Your instructions:
A single number is wanted: how many lines of the data below include the string "reason"?

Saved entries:
* * *

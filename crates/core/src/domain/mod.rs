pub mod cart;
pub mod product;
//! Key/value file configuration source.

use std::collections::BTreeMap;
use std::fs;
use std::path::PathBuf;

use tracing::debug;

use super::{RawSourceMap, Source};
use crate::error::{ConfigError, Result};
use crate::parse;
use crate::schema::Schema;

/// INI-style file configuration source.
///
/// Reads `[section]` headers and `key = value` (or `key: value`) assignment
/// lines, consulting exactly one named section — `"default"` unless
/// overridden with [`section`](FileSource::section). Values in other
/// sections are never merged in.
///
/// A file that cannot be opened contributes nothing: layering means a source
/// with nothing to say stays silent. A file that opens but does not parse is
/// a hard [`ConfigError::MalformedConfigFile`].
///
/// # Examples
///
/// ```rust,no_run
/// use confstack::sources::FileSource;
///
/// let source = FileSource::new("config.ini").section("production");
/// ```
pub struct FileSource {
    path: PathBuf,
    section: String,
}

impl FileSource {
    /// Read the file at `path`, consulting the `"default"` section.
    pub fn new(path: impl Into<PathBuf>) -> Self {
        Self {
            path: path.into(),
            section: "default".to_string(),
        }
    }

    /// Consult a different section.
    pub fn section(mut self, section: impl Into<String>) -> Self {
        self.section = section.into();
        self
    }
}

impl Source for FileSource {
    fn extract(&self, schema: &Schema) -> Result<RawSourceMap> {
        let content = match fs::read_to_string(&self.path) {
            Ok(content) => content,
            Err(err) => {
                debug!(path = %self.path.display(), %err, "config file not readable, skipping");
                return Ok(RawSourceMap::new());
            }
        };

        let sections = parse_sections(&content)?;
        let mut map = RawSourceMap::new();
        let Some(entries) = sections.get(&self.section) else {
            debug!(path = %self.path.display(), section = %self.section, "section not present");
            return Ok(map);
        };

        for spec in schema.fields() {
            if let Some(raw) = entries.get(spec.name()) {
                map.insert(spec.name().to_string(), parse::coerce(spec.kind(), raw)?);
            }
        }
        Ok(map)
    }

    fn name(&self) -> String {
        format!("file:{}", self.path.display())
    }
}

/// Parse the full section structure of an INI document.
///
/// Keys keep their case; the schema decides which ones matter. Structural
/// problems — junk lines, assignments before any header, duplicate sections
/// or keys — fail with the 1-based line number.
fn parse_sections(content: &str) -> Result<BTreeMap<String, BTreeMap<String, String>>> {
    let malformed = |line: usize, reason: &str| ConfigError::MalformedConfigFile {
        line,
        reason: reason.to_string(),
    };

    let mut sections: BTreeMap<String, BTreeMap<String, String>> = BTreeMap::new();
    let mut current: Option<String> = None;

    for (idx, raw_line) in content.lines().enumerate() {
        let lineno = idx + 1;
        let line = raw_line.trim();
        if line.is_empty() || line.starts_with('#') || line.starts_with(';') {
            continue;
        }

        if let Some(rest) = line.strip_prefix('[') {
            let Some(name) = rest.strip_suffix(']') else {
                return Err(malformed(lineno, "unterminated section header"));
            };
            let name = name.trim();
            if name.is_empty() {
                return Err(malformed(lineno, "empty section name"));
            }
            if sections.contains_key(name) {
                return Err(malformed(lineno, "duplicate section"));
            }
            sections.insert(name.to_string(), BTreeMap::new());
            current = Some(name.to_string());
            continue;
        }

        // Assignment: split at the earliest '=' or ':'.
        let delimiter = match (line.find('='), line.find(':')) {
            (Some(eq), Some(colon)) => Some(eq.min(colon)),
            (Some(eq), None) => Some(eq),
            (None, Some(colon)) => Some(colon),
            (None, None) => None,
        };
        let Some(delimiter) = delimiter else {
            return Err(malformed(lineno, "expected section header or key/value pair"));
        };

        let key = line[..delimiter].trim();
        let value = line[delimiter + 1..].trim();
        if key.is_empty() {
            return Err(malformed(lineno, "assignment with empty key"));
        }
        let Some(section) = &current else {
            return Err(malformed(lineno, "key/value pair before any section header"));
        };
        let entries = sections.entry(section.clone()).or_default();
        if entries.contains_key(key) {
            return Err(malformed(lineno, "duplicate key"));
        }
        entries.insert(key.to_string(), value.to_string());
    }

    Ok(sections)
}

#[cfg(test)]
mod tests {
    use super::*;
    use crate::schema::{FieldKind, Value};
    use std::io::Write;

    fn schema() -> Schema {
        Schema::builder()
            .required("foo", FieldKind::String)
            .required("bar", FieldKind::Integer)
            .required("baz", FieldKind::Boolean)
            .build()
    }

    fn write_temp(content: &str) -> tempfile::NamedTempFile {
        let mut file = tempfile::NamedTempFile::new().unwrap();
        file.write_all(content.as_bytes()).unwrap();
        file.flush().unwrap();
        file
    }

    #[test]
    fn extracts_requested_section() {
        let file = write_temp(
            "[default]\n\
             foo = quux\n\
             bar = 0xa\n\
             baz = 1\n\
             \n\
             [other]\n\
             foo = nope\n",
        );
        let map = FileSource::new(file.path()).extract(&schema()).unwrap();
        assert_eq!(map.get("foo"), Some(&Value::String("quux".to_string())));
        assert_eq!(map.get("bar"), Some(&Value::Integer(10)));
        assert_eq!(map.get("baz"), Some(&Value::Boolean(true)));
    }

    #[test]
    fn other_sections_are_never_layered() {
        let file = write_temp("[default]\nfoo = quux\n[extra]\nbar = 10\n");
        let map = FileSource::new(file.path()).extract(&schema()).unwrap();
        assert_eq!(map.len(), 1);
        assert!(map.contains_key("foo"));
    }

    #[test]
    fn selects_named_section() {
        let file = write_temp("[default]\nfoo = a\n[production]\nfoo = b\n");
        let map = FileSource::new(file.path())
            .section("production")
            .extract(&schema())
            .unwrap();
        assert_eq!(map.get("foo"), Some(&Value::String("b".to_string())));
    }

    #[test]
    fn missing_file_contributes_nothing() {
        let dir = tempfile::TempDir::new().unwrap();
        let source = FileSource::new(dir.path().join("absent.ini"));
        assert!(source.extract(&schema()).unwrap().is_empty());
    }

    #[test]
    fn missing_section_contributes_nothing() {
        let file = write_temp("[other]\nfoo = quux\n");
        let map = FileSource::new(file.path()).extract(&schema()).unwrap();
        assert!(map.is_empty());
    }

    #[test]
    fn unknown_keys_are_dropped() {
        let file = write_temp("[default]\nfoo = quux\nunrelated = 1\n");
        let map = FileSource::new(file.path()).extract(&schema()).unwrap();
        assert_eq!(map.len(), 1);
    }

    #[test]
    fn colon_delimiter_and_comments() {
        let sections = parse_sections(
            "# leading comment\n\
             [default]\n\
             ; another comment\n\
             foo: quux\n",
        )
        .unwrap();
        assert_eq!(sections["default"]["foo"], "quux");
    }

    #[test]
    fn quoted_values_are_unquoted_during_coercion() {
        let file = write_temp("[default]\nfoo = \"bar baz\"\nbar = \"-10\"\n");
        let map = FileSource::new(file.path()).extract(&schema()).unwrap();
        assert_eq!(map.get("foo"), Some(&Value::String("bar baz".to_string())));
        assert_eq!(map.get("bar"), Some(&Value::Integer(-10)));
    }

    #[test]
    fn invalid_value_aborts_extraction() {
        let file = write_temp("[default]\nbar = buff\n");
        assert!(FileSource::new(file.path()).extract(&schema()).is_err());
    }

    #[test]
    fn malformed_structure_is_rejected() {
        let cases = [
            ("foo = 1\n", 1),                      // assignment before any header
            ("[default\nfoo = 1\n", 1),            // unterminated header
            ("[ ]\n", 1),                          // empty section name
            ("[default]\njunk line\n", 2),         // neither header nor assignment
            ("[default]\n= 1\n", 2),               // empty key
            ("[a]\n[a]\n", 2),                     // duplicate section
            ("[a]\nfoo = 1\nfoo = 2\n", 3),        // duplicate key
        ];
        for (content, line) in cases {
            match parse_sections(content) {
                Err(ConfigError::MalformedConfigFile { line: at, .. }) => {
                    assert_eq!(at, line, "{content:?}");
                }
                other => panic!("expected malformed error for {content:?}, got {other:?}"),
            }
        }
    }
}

* * *

Expected output:
2